Using the entries below, give the count of lines that hold "await". Say nothing besides the number.

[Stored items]
▽

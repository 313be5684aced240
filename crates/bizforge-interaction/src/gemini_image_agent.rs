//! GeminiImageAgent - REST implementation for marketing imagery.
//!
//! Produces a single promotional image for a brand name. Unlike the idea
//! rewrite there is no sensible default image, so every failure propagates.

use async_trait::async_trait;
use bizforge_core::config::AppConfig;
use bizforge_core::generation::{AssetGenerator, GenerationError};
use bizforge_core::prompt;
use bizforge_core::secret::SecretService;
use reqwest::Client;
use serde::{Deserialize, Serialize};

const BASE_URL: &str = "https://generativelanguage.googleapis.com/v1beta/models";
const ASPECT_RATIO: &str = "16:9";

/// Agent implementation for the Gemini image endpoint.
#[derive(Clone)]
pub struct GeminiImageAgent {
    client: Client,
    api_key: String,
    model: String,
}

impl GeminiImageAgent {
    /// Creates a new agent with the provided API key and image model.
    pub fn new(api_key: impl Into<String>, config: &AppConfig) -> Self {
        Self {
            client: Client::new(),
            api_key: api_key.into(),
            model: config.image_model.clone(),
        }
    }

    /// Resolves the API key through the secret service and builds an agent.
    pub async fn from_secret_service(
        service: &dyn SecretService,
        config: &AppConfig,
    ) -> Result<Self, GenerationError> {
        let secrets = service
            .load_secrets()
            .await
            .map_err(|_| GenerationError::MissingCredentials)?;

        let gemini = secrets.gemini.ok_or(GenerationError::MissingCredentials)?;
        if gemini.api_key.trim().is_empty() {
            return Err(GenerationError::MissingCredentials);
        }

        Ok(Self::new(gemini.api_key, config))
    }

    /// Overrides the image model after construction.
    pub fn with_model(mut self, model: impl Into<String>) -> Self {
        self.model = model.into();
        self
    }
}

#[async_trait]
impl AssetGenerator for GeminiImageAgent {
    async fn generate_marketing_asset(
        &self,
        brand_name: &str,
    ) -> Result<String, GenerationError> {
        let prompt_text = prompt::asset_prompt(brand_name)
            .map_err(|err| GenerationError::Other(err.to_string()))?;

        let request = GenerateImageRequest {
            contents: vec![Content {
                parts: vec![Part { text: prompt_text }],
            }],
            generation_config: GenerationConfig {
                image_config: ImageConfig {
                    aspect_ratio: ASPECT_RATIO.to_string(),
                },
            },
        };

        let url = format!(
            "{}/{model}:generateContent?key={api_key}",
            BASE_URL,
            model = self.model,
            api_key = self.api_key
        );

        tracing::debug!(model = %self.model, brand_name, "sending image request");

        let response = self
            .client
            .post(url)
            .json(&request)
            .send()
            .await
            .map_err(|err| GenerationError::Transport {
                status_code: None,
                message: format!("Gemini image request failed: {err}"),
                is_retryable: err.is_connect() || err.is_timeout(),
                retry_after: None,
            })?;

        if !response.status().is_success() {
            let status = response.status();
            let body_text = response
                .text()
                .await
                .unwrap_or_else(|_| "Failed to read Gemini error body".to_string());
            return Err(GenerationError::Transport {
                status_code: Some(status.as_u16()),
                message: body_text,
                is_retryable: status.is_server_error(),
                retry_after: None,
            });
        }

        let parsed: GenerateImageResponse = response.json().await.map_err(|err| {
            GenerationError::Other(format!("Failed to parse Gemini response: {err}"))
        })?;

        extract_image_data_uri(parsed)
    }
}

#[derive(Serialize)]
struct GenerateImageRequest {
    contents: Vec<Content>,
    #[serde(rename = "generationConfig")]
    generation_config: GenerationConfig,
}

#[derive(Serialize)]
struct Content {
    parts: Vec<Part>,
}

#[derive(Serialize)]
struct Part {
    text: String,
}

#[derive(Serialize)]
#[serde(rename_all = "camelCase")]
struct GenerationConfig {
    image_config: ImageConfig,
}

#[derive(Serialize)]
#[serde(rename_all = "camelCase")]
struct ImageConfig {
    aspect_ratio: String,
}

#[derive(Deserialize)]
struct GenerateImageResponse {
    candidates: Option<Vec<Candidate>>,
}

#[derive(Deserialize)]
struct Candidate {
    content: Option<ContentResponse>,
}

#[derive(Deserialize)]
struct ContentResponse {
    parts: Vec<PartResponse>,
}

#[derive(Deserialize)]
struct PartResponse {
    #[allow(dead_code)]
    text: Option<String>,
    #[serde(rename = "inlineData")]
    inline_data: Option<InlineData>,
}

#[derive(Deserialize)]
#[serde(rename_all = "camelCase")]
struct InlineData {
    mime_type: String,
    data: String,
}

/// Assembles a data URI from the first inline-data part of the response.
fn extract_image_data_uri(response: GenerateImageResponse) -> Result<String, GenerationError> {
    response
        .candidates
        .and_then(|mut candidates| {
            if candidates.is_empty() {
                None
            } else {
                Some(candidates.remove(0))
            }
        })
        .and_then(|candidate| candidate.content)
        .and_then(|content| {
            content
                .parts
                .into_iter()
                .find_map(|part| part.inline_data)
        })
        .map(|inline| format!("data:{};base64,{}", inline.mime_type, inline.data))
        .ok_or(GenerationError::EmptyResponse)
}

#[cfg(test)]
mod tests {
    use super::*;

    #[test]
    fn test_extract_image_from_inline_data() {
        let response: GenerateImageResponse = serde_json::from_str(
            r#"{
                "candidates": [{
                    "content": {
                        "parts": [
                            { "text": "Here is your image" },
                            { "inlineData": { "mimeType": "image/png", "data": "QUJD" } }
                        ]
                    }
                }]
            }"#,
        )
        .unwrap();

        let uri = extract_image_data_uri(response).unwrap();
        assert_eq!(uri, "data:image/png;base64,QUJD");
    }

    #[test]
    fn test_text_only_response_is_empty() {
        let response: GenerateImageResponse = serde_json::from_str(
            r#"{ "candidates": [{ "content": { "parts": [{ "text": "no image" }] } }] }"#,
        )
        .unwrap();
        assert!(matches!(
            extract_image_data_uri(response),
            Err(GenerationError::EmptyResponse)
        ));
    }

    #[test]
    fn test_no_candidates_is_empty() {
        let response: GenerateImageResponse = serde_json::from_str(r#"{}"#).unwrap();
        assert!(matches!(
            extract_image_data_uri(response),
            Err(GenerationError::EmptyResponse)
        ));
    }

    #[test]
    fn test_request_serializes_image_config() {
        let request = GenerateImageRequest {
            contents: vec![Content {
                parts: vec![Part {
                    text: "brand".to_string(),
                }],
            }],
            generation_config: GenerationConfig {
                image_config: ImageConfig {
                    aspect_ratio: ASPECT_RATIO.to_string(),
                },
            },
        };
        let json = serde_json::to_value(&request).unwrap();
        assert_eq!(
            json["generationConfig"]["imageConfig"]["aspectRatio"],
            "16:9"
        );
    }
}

△

#### WRITTEN RESPONSE:
4